Tęsknię za Tobą

Por Vanessa Henriques

Engraçado essa coisa de aprender outro idioma. Muitos dizem que a gente tem que fazer isso, que ele abre portas no trabalho e nos estudos, ajuda a nos relacionar melhor, exercita nossa cabeça, ajuda em viagens. Não duvido de nada disso, e por experiência própria acho tudo isso verdade.

Há, no entanto, um bloqueio natural em se expressar em outra língua. Não importa o quanto você leu, o quanto estudou e até mesmo o quanto digam que você não está fazendo papel de bobo. Muda a entonação, a articulação e mesmo os gestos podem mudar — e por isso que é sempre uma surpresa ouvir seu professor de idioma falando outro idioma (que nem precisa ser o pátrio). Seria outra pessoa? Não exatamente. Arriscaria que é uma versão de si mesmo, tentando se fazer entender e entender outro mundo a sua volta.

E por falar em versões de si mesmo, há que se separar o joio do trigo. Depois de muitos anos estudando, adquirimos certa familiaridade com o idioma, passamos a ouvir melhor, compreender melhor e até mesmo pensar direto na língua, sem fazer aquela tradução simultânea mental. Nesse diálogo com si mesmo adquire-se uma fluência extraordinária, e até mesmo uma pequena arrogância. Pena que, na maior parte das vezes, ao abrir a boca o domínio da língua vai pro espaço — e o mundo jamais conhece nossa faceta poliglota.

Tenho a impressão de que sou extremamente bipolar em outros idiomas. Se em alguns dias consigo cravar uma pronúncia exemplar, com a leveza de um nativo, em outros retomo à turma do básico. É o famoso “esquecer em casa” — onde, aliás, eu falo sempre português, então nem sei se seria o caso — que, quando acomete o indivíduo, deixa um rastro de vergonha e insegurança.

Isso pode ser um problema considerando que ultimamente tenho usado muito outros idiomas no trabalho. Recebo e-mails que começam com “Hi, hola, olá”, nos quais latinos e anglo saxões em cópia se esforçam para entender a mensagem do interlocutor. Tenho reuniões frequentes em inglês e espanhol (e, mais vezes do que gostaria, em portunhol), nas quais geralmente consigo me virar, mas já passei pelo pânico de não entender nada do que a pessoa falava.

Tive também boas surpresas. Viajei a Moçambique no final do último ano onde se fala um lindo… português — um alívio depois de passar pelo inglês difícil de Johannesburgo. É engraçada a sensação de falar português em outro país. Parece que a sua cabeça já se prepara para pensar e falar de outro jeito, afinal você não está no Brasil.
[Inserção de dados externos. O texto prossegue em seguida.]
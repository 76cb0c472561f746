//! 核心编排层：错误与恢复、状态投影、会话监管、主控循环

pub mod error;
pub mod orchestrator;
pub mod recovery;
pub mod session_supervisor;
pub mod state;

pub use error::ChatError;
pub use orchestrator::{create_app, spawn_session, Command, SessionParts};
pub use recovery::{
    chat_notice, pick_fallback_reply, summary_notice, ChatFallback, RecoveryAction,
    RecoveryEngine, RetryPolicy, FALLBACK_REPLIES,
};
pub use session_supervisor::SessionSupervisor;
pub use state::{RenderedBlock, SessionPhase, UiState};
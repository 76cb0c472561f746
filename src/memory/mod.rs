//! 记忆层：对话记录（Session State）、总结列表、键值持久化

pub mod conversation;
pub mod persistence;
pub mod summaries;

pub use conversation::{preamble, Role, Transcript, Turn, TurnId};
pub use persistence::{
    load_json, save_json, KvStore, MemoryStore, SqliteStore, CHAT_HISTORY_KEY, SUMMARIES_KEY,
};
pub use summaries::{Summary, SummaryBook};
Arrisquei no começo um tímido português gringo, até me adaptar a continuar falando a minha própria língua (por mais estranho que isso possa parecer).

Não só as pessoas falavam português, como também carregavam uma certa empatia natural por você ao descobrir esse laço em comum. A língua tem esse poder, de unir mundos desconhecidos. E também o de manter-nos em contato com o que conhecemos, com o que nos identificamos.

Muitos quilômetros de distância me separam da amiga que inspirou esse texto. Tudo bem, o coração é infinito, ele chega até lá. Pela nossa língua nos comunicamos, trocamos mensagens no português que para ela soa como casa. E a saudade é o idioma nativo.